我不知道是否有更好的算法来计算能够有效地给出了最小的标准偏差的数组的子集。例如,通过动态规划。任何想法?
更新
我已经实现了它在一个循环aftter的答案和比较,组合的解决方案。结果总是相同的,但速度增益是联合国precedented。
N = 20;
设k = 10;
X =兰特(N,1);
C = nchoosek(X,K);
抽搐
分钟= realmax;
对于i = 1:尺寸(C,1)
S = STD(C(I,:));
如果S<分钟
分钟=秒;
bestC = C(I,:);
结束
结束
TOC
抽搐
[X2,J] =排序(X);
mins2 = realmax;
对于i = 1:(N-K + 1)个
S = STD(2次(i为第(i + k-1个)));
如果S< mins2
mins2 =秒;
IDX = j的((ⅰ:第(i + k-1个)));
结束
结束
TOC
如果分钟== mins2
'等于'
结束
给
过去的时间7.786579秒。
经过时间0.002068秒。
ANS =
等于
解决方案
排序数组,然后计算该一次性将与轧制长度 K
的窗口。
我敢肯定,这会给你正确的答案,会想如果我能证明这一点。
手工波浪卷发的说法,有可能差距逻辑中的扩展这个部分:
考虑元素 X
从你的列表中。让我们尝试找出一组包含此元素大小为2的最低标准偏差。我们将通过选择 X
和最近的元素 X
得到这个。扩展为 K
元素,我们会得到一组的排序列表,其中包含的连接部 X
。要选择 k的最小的子集
元素(即任何 X
),因此我们只需要遍历排序列表如前所述
Let us have a vector of size N
. For example:
x = rand(N,1)
I want to compute the minimum standard deviation of a subset of length K
in the vector.
When N
and K
are small, it is easy to find the best subset since I can use nchoosek(N,K)
to enumerate all possible subsets. But when the values of N
and K
are larger than let's say N=50
and K=25
, nchoosek
fails to compute the combinations since the size of the possible subsets are huge.
I wonder if there is a better algorithm to compute the subset that gives the smallest standard deviation in an array efficiently. For example via dynamic programming. Any ideas?
Update:
I've implemented it in a loop aftter the answers and compared to the combinatorial solution.

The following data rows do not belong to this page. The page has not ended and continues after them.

use serde::{Deserialize, Serialize};

/// Unique identifier assigned to a listing when it is loaded.
///
/// Ids are global across every file loaded in one run, so they stay unique
/// even when two listings share a building name and floor.
#[derive(Debug, Clone, Copy, PartialEq, Eq, Hash, PartialOrd, Ord, Serialize, Deserialize)]
pub struct RecordId(pub usize);

impl RecordId {
    /// Parse the `r{n}` form produced by [`Display`](std::fmt::Display).
    pub fn parse(s: &str) -> Option<RecordId> {
        s.trim()
            .strip_prefix('r')
            .and_then(|n| n.parse().ok())
            .map(RecordId)
    }
}

impl std::fmt::Display for RecordId {
    fn fmt(&self, f: &mut std::fmt::Formatter<'_>) -> std::fmt::Result {
        write!(f, "r{}", self.0)
    }
}

/// One rental unit.
#[derive(Debug, Clone, PartialEq, Serialize, Deserialize)]
pub struct ListingRecord {
    pub id: RecordId,
    pub building: String,
    pub city: Option<String>,
    pub district: Option<String>,
    pub latitude: f64,
    pub longitude: f64,
    /// Deposit-to-price ratio in percent.
    pub jeonse_ratio: Option<f64>,
    /// Deposit in units of 10,000 won.
    pub deposit: Option<f64>,
    /// Transaction amount in units of 10,000 won.
    pub transaction_amount: Option<f64>,
    pub build_year: Option<i32>,
    pub floor: Option<i32>,
    pub housing_type: Option<String>,
    pub lease_type: Option<String>,
    /// Raw risk probability; its unit is declared by the caller, see [`RiskUnit`].
    pub risk_probability: Option<f64>,
    /// Categorical risk label exactly as found in the source file.
    pub risk_label: Option<String>,
    /// `building_floor`, used by the exact and containment binders. Not unique.
    pub selection_key: String,
    #[serde(skip_serializing_if = "Option::is_none")]
    pub detail_html: Option<String>,
}

impl ListingRecord {
    /// `"city district"`, whichever parts are known.
    pub fn locality(&self) -> String {
        [self.city.as_deref(), self.district.as_deref()]
            .into_iter()
            .flatten()
            .collect::<Vec<_>>()
            .join(" ")
    }
}

/// Derive the selection key for a building and floor.
pub fn selection_key(building: &str, floor: Option<i32>) -> String {
    match floor {
        Some(floor) => format!("{}_{}", building, floor),
        None => building.to_string(),
    }
}

#[derive(Debug, Clone, Copy, PartialEq, Eq, Hash, PartialOrd, Ord, Serialize, Deserialize)]
#[serde(rename_all = "lowercase")]
pub enum RiskTier {
    Safe,
    Caution,
    Risk,
    Unknown,
}

impl std::fmt::Display for RiskTier {
    fn fmt(&self, f: &mut std::fmt::Formatter<'_>) -> std::fmt::Result {
        match self {
            RiskTier::Safe => write!(f, "Safe"),
            RiskTier::Caution => write!(f, "Caution"),
            RiskTier::Risk => write!(f, "Risk"),
            RiskTier::Unknown => write!(f, "Unknown"),
        }
    }
}

/// Display bucket used for color-coding markers and table cells.
#[derive(Debug, Clone, Copy, PartialEq, Eq, Hash, PartialOrd, Ord, Serialize, Deserialize)]
#[serde(rename_all = "lowercase")]
pub enum Bucket {
    Default,
    Safe,
    Caution,
    Risk,
}

impl Bucket {
    /// Marker color name understood by common map widgets.
    pub fn color(&self) -> &'static str {
        match self {
            Bucket::Safe => "green",
            Bucket::Caution => "orange",
            Bucket::Risk => "red",
            Bucket::Default => "gray",
        }
    }
}

impl From<RiskTier> for Bucket {
    fn from(tier: RiskTier) -> Self {
        match tier {
            RiskTier::Safe => Bucket::Safe,
            RiskTier::Caution => Bucket::Caution,
            RiskTier::Risk => Bucket::Risk,
            RiskTier::Unknown => Bucket::Default,
        }
    }
}

/// Unit of the risk probability column. Must be declared; `0.8` is
/// ambiguous between 0.8% and 80%.
#[derive(Debug, Clone, Copy, PartialEq, Eq, Serialize, Deserialize)]
#[serde(rename_all = "lowercase")]
pub enum RiskUnit {
    /// 0.0 – 1.0
    Fraction,
    /// 0 – 100
    Percent,
}

/// Formatted risk score, in percent with one decimal. Serialized as a
/// number or `null`.
#[derive(Debug, Clone, Copy, PartialEq, Serialize, Deserialize)]
#[serde(untagged)]
pub enum DisplayScore {
    Value(f64),
    NotAvailable,
}

impl DisplayScore {
    pub fn value(&self) -> Option<f64> {
        match self {
            DisplayScore::Value(v) => Some(*v),
            DisplayScore::NotAvailable => None,
        }
    }
}

impl std::fmt::Display for DisplayScore {
    fn fmt(&self, f: &mut std::fmt::Formatter<'_>) -> std::fmt::Result {
        match self {
            DisplayScore::Value(v) => write!(f, "{:.1}", v),
            DisplayScore::NotAvailable => write!(f, "N/A"),
        }
    }
}

#[derive(Debug, Clone, Copy, PartialEq, Serialize, Deserialize)]
pub struct Classification {
    pub tier: RiskTier,
    pub bucket: Bucket,
    pub score: DisplayScore,
}

/// A listing paired with its classification, as handed to reports.
#[derive(Debug, Clone, Copy, Serialize)]
pub struct ClassifiedListing<'a> {
    #[serde(flatten)]
    pub record: &'a ListingRecord,
    pub classification: Classification,
}

/// Format a number, dropping the fraction for whole values; `N/A` when absent.
pub fn fmt_number(value: Option<f64>) -> String {
    match value {
        Some(v) if v.fract() == 0.0 => format!("{:.0}", v),
        Some(v) => format!("{}", v),
        None => "N/A".to_string(),
    }
}

/// Like [`fmt_number`] with a unit suffix, which is omitted for `N/A`.
pub fn fmt_unit(value: Option<f64>, unit: &str) -> String {
    match value {
        Some(_) => format!("{}{}", fmt_number(value), unit),
        None => "N/A".to_string(),
    }
}

pub fn fmt_text<T: std::fmt::Display>(value: Option<T>) -> String {
    value.map_or_else(|| "N/A".to_string(), |v| v.to_string())
}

The results are always the same but the speed gain are unprecedented.
n = 20;
k = 10;
x = rand(n,1);
C = nchoosek(x, k);
tic
mins = realmax;
for i = 1:size(C,1)
s = std(C(i,:));
if s < mins
mins = s;
bestC = C(i,:);
end
end
toc
tic
[x2, j] = sort(x);
mins2 = realmax;
for i = 1:(n-k+1)
s = std(x2(i:(i+k-1)));
if s < mins2
mins2 = s;
idx = j((i:(i+k-1)));
end
end
toc
if mins == mins2
'Equal'
end
gives
Elapsed time is 7.786579 seconds.
Elapsed time is 0.002068 seconds.
ans =
Equal
解决方案
Sort the array and then compute this in one pass with rolling window of length K
.
I'm sure this will give you the right answer, will think if I can prove it.

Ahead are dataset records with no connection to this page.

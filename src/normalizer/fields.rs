//! Lenient field coercion. Nothing here fails: a value that cannot be
//! read is reported as absent.

use super::RawRow;

/// First listed column that is present with a non-empty value.
pub fn pick<'a>(row: &'a RawRow, columns: &[String]) -> Option<&'a str> {
    columns
        .iter()
        .filter_map(|c| row.get(c))
        .map(|v| v.trim())
        .find(|v| !v.is_empty())
}

pub fn text(row: &RawRow, columns: &[String]) -> Option<String> {
    pick(row, columns).map(str::to_string)
}

pub fn number(row: &RawRow, columns: &[String]) -> Option<f64> {
    pick(row, columns).and_then(parse_number)
}

pub fn whole(row: &RawRow, columns: &[String]) -> Option<i32> {
    pick(row, columns).and_then(parse_whole)
}

/// Parse a float, tolerating thousands separators and a `%` suffix.
/// Non-finite results (`NaN`, `inf`) count as unparseable.
pub fn parse_number(raw: &str) -> Option<f64> {
    let cleaned: String = raw
        .trim()
        .trim_end_matches('%')
        .chars()
        .filter(|c| *c != ',')
        .collect();

    cleaned.trim().parse::<f64>().ok().filter(|v| v.is_finite())
}

/// Parse a whole number; `"5.0"` is accepted, `"5.5"` is not.
pub fn parse_whole(raw: &str) -> Option<i32> {
    let value = parse_number(raw)?;
    if value.fract() != 0.0 || value < i32::MIN as f64 || value > i32::MAX as f64 {
        return None;
    }
    Some(value as i32)
}

/// Split a combined `"city district"` string on the first whitespace.
///
/// `"수원시 장안구"` → (`수원시`, `장안구`); a value without whitespace is
/// taken as the city alone.
pub fn split_locality(raw: &str) -> (Option<String>, Option<String>) {
    let raw = raw.trim();
    if raw.is_empty() {
        return (None, None);
    }
    match raw.split_once(char::is_whitespace) {
        Some((city, district)) => {
            let district = district.trim();
            let district = (!district.is_empty()).then(|| district.to_string());
            (Some(city.to_string()), district)
        }
        None => (Some(raw.to_string()), None),
    }
}
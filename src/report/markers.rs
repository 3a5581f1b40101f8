//! Map markers: listings grouped by location, with an HTML popup per marker.

use std::collections::HashMap;

use html_escape::{encode_double_quoted_attribute, encode_text};
use serde::Serialize;

use crate::models::{fmt_text, fmt_unit, Bucket, ClassifiedListing, RecordId};

/// One map marker covering every listing at the same rounded coordinates.
#[derive(Debug, Clone, PartialEq, Serialize)]
pub struct Marker {
    pub latitude: f64,
    pub longitude: f64,
    /// Most severe bucket among the grouped listings.
    pub bucket: Bucket,
    pub records: Vec<RecordId>,
    pub popup: String,
}

/// Coordinates are grouped at six decimals (about 0.1 m).
fn location_key(latitude: f64, longitude: f64) -> (i64, i64) {
    (
        (latitude * 1e6).round() as i64,
        (longitude * 1e6).round() as i64,
    )
}

/// Group listings into markers, in order of first appearance.
pub fn build_markers(listings: &[ClassifiedListing<'_>]) -> Vec<Marker> {
    let mut markers: Vec<Marker> = Vec::new();
    let mut index: HashMap<(i64, i64), usize> = HashMap::new();

    for listing in listings {
        let record = listing.record;
        let key = location_key(record.latitude, record.longitude);
        let line = popup_line(listing);

        match index.get(&key) {
            Some(&idx) => {
                let marker = &mut markers[idx];
                marker.bucket = marker.bucket.max(listing.classification.bucket);
                marker.records.push(record.id);
                marker.popup.push_str("<br>");
                marker.popup.push_str(&line);
            }
            None => {
                index.insert(key, markers.len());
                markers.push(Marker {
                    latitude: key.0 as f64 / 1e6,
                    longitude: key.1 as f64 / 1e6,
                    bucket: listing.classification.bucket,
                    records: vec![record.id],
                    popup: line,
                });
            }
        }
    }

    markers
}

/// Popup line for one listing. The `data-record` anchor lets id-based
/// binding resolve the click; `title` carries the selection key.
fn popup_line(listing: &ClassifiedListing<'_>) -> String {
    let record = listing.record;
    format!(
        "<span data-record=\"{}\" title=\"{}\"><b>{}</b> | 보증금: {} | 전세가율: {} | 계약유형: {}</span>",
        record.id,
        encode_double_quoted_attribute(&record.selection_key),
        encode_text(&record.building),
        fmt_unit(record.deposit, "만원"),
        fmt_unit(record.jeonse_ratio, "%"),
        encode_text(&fmt_text(record.lease_type.as_deref())),
    )
}

/// Export markers as a GeoJSON `FeatureCollection` of points.
pub fn to_geojson(markers: &[Marker]) -> serde_json::Value {
    let features: Vec<serde_json::Value> = markers
        .iter()
        .map(|m| {
            serde_json::json!({
                "type": "Feature",
                "geometry": {
                    "type": "Point",
                    "coordinates": [m.longitude, m.latitude],
                },
                "properties": {
                    "bucket": m.bucket,
                    "color": m.bucket.color(),
                    "records": m.records.iter().map(ToString::to_string).collect::<Vec<_>>(),
                    "popup": m.popup,
                },
            })
        })
        .collect();

    serde_json::json!({
        "type": "FeatureCollection",
        "features": features,
    })
}

#[cfg(test)]
mod tests {
    use super::*;
    use crate::models::{selection_key, Classification, DisplayScore, ListingRecord, RiskTier};
    use crate::selection::{SelectionBinder, Strategy};

    fn record(id: usize, building: &str, lat: f64, lon: f64) -> ListingRecord {
        ListingRecord {
            id: RecordId(id),
            building: building.to_string(),
            city: None,
            district: None,
            latitude: lat,
            longitude: lon,
            jeonse_ratio: Some(85.5),
            deposit: Some(20000.0),
            transaction_amount: None,
            build_year: None,
            floor: Some(3),
            housing_type: None,
            lease_type: None,
            risk_probability: None,
            risk_label: None,
            selection_key: selection_key(building, Some(3)),
            detail_html: None,
        }
    }

    fn classified(record: &ListingRecord, tier: RiskTier) -> ClassifiedListing<'_> {
        ClassifiedListing {
            record,
            classification: Classification {
                tier,
                bucket: tier.into(),
                score: DisplayScore::NotAvailable,
            },
        }
    }

    #[test]
    fn test_grouping_by_rounded_coordinates() {
        let records = vec![
            record(0, "A", 37.2636001, 127.0286),
            record(1, "B", 37.30, 127.00),
            record(2, "C", 37.2636004, 127.0286002),
        ];
        let listings = vec![
            classified(&records[0], RiskTier::Safe),
            classified(&records[1], RiskTier::Caution),
            classified(&records[2], RiskTier::Risk),
        ];

        let markers = build_markers(&listings);
        assert_eq!(markers.len(), 2);
        assert_eq!(markers[0].records, vec![RecordId(0), RecordId(2)]);
        assert_eq!(markers[0].bucket, Bucket::Risk);
        assert_eq!(markers[0].popup.matches("<br>").count(), 1);
        assert_eq!(markers[1].records, vec![RecordId(1)]);
        assert_eq!(markers[1].bucket, Bucket::Caution);
    }

    #[test]
    fn test_popup_is_escaped() {
        let records = vec![record(0, "<script>", 37.0, 127.0)];
        let listings = vec![classified(&records[0], RiskTier::Unknown)];

        let popup = &build_markers(&listings)[0].popup;
        assert!(popup.contains("<b>&lt;script&gt;</b>"));
        assert!(popup.contains("보증금: 20000만원"));
        assert!(popup.contains("전세가율: 85.5%"));
        assert!(popup.contains("계약유형: N/A"));
    }

    #[test]
    fn test_popup_resolves_with_id_and_contains_binders() {
        let records = vec![record(0, "A", 37.0, 127.0), record(1, "B", 37.0, 127.0)];
        let listings = vec![
            classified(&records[0], RiskTier::Safe),
            classified(&records[1], RiskTier::Safe),
        ];
        let popup = build_markers(&listings)[0].popup.clone();

        // Both bind to the first listing in the popup.
        let by_id = SelectionBinder::new(&records, Strategy::Id);
        assert_eq!(by_id.resolve(&popup).unwrap().id, RecordId(0));
        let by_key = SelectionBinder::new(&records, Strategy::Contains);
        assert_eq!(by_key.resolve(&popup).unwrap().id, RecordId(0));
    }

    #[test]
    fn test_popup_with_markup_in_name_resolves_by_key() {
        let records = vec![record(0, "A&B빌라", 37.0, 127.0)];
        let listings = vec![classified(&records[0], RiskTier::Risk)];
        let popup = build_markers(&listings)[0].popup.clone();
        assert!(popup.contains("title=\"A&amp;B빌라_3\""));

        let by_key = SelectionBinder::new(&records, Strategy::Contains);
        assert_eq!(by_key.resolve(&popup).map(|r| r.id), Some(RecordId(0)));
    }

    #[test]
    fn test_geojson_shape() {
        let records = vec![record(0, "A", 37.5, 127.25)];
        let listings = vec![classified(&records[0], RiskTier::Risk)];

        let geo = to_geojson(&build_markers(&listings));
        assert_eq!(geo["type"], "FeatureCollection");
        let feature = &geo["features"][0];
        assert_eq!(feature["geometry"]["coordinates"][0], 127.25);
        assert_eq!(feature["geometry"]["coordinates"][1], 37.5);
        assert_eq!(feature["properties"]["color"], "red");
        assert_eq!(feature["properties"]["bucket"], "risk");
        assert_eq!(feature["properties"]["records"][0], "r0");
    }
}
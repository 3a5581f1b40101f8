//! Advisory text from a hosted language model for a selected listing.
//!
//! - [`prompt`] — fixed template filled from the listing's fields.
//! - [`openai`] — chat-completions client.
//! - [`cache`] — per-session store of texts already fetched.
//!
//! [`request_advisory`] never fails: a service error becomes the displayed
//! text, and is cached like a successful reply.

pub mod cache;
pub mod openai;
pub mod prompt;

pub use cache::AdvisoryCache;
pub use prompt::{build_prompt, Prompt};

use thiserror::Error;

use crate::models::{Classification, ListingRecord};

#[derive(Debug, Error)]
pub enum AdvisoryError {
    #[error("API key not set (expected in ${0})")]
    MissingApiKey(String),

    #[error("request failed: {0}")]
    Http(#[from] reqwest::Error),

    #[error("service returned {status}: {body}")]
    Status { status: u16, body: String },

    #[error("service returned no text")]
    EmptyResponse,
}

/// Anything that turns a prompt into advisory text.
pub trait AdvisoryGenerator {
    async fn generate(&self, prompt: &Prompt) -> Result<String, AdvisoryError>;
}

/// Return the advisory text for `record`, calling `generator` at most once
/// per listing for the lifetime of `cache`.
pub async fn request_advisory<G: AdvisoryGenerator>(
    generator: &G,
    cache: &mut AdvisoryCache,
    record: &ListingRecord,
    classification: &Classification,
) -> String {
    if let Some(text) = cache.get(record.id) {
        tracing::debug!(record = %record.id, "advisory cache hit");
        return text.to_string();
    }

    let prompt = build_prompt(record, classification);
    let text = match generator.generate(&prompt).await {
        Ok(text) => text,
        Err(e) => {
            tracing::warn!(record = %record.id, error = %e, "advisory request failed");
            format!("Advisory request failed: {}", e)
        }
    };

    cache.insert(record.id, text.clone());
    tracing::debug!(record = %record.id, cached = cache.len(), "advisory stored");
    text
}
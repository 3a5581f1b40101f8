use std::collections::HashMap;

use crate::models::RecordId;

/// Advisory texts already fetched in one session, keyed by listing id.
///
/// Lives exactly as long as the session that owns it; there is no eviction.
#[derive(Debug, Default)]
pub struct AdvisoryCache {
    texts: HashMap<RecordId, String>,
}

impl AdvisoryCache {
    pub fn get(&self, id: RecordId) -> Option<&str> {
        self.texts.get(&id).map(String::as_str)
    }

    pub fn insert(&mut self, id: RecordId, text: String) {
        self.texts.insert(id, text);
    }

    pub fn len(&self) -> usize {
        self.texts.len()
    }
}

Hand-wavey argument, with a possible gap in logic in the "extend this" part:
Consider an element x
from your list. Let's try and find the minimum standard deviation of a set of size 2 containing this element. We'll get this by choosing x
and the closest element to x
. Extend this to k
elements and we'll get a set that is a contiguous part of the sorted list that contains x
. To pick the smallest subset of k
elements (i.e for any x
) we therefore just have to iterate over the sorted list as described before.